◆ TASK PROMPT ◆
In the material below, find each line holding the string "Send" and copy it.

◆ THE DATA ◆
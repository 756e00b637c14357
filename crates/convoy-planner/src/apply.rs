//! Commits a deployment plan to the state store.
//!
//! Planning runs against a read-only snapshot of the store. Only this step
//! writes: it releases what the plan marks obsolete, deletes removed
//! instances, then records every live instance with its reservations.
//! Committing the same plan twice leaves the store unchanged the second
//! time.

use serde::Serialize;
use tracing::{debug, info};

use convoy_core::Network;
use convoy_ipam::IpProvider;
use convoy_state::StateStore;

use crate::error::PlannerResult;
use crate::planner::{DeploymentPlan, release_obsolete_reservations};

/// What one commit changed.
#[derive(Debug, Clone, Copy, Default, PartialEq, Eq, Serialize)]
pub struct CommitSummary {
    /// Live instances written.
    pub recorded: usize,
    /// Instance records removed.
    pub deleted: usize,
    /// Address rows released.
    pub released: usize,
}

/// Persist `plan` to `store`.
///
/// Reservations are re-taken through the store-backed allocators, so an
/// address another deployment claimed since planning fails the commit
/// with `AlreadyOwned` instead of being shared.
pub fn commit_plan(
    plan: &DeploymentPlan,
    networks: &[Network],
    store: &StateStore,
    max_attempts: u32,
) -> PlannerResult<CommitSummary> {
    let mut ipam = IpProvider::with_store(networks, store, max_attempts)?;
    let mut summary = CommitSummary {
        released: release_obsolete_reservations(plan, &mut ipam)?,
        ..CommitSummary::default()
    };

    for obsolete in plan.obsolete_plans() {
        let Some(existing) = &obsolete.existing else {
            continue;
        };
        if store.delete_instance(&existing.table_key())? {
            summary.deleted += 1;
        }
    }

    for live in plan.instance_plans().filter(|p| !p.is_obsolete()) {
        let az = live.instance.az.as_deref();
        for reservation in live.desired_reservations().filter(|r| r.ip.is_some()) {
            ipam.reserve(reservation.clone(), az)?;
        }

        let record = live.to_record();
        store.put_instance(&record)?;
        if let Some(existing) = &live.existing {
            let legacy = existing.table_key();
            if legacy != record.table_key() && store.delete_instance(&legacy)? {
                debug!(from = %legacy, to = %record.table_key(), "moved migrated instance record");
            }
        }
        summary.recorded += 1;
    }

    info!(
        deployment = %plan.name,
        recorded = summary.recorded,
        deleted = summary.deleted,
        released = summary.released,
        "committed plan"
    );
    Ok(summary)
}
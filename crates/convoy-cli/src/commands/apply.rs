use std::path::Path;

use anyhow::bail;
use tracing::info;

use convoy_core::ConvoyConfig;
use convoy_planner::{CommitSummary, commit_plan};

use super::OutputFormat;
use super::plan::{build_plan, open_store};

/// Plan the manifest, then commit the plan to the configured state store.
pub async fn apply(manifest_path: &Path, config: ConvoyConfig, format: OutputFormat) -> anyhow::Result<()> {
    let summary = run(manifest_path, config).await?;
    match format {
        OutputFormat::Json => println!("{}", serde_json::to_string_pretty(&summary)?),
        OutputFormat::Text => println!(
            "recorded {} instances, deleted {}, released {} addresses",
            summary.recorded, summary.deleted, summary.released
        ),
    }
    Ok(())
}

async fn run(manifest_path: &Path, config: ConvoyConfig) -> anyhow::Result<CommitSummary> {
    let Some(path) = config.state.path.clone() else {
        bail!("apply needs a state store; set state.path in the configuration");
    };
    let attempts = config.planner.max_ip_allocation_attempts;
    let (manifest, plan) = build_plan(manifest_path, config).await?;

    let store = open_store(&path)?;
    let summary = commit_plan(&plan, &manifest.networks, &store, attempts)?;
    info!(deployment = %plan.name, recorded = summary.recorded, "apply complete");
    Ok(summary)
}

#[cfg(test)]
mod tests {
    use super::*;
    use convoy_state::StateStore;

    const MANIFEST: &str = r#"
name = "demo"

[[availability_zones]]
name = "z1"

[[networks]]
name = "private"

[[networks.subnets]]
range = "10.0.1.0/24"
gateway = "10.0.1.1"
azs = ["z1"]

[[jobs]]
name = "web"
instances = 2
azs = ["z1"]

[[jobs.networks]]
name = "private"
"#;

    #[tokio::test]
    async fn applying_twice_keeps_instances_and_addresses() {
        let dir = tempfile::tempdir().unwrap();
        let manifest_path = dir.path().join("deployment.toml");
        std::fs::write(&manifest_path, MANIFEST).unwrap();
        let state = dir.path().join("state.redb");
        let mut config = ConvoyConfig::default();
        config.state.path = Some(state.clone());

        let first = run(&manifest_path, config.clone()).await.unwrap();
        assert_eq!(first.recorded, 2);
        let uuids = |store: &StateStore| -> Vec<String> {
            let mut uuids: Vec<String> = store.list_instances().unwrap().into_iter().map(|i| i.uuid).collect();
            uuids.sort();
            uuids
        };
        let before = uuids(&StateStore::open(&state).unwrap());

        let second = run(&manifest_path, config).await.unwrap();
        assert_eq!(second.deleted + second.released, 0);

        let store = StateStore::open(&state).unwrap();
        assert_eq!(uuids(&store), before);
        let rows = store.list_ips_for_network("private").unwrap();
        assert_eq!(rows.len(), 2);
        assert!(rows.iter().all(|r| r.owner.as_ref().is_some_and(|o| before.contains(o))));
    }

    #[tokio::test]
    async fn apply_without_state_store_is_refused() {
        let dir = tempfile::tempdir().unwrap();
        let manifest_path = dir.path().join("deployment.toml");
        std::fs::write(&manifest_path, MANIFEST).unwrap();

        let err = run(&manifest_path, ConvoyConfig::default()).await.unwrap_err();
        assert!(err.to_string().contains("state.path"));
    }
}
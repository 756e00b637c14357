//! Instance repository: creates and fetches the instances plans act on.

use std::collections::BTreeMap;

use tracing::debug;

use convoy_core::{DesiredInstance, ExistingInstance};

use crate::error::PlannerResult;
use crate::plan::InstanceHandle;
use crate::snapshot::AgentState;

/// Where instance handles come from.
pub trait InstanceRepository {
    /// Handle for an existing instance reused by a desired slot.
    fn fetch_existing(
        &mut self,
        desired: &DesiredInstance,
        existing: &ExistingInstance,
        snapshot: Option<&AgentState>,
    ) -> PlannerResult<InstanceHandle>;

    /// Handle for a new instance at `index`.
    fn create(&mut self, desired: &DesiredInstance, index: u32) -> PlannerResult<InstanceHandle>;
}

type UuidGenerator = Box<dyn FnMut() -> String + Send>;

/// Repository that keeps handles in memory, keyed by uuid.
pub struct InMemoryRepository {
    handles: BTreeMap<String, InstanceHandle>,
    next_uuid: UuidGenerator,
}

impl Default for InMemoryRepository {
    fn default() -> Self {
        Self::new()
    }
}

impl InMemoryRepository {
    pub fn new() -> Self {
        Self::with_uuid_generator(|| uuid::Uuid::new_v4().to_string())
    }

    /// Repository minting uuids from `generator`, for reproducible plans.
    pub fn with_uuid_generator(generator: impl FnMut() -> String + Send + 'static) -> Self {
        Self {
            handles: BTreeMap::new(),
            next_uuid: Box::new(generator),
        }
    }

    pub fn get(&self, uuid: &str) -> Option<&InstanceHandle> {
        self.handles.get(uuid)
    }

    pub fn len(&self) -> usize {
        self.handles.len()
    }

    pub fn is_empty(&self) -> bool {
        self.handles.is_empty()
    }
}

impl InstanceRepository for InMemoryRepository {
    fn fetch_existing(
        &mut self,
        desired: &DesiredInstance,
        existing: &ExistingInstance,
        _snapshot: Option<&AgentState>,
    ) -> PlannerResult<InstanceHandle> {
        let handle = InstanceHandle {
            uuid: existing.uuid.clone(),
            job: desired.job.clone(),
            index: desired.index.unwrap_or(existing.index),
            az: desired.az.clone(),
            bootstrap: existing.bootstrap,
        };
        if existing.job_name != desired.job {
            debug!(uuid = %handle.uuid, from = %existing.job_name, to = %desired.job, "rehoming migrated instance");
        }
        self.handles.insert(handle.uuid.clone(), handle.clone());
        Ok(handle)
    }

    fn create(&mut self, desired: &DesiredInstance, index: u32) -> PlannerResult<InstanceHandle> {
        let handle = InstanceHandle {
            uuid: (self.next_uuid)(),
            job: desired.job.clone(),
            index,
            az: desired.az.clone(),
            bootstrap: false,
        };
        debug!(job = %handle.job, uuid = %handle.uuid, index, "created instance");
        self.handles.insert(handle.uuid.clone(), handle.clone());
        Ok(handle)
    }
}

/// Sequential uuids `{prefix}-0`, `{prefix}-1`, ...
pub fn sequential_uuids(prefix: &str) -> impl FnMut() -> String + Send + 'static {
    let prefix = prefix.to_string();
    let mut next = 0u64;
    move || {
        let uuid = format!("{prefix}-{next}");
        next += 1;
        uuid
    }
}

◆ RESULT ◆
type UuidGenerator = Box<dyn FnMut() -> String + Send>;
    pub fn with_uuid_generator(generator: impl FnMut() -> String + Send + 'static) -> Self {
pub fn sequential_uuids(prefix: &str) -> impl FnMut() -> String + Send + 'static {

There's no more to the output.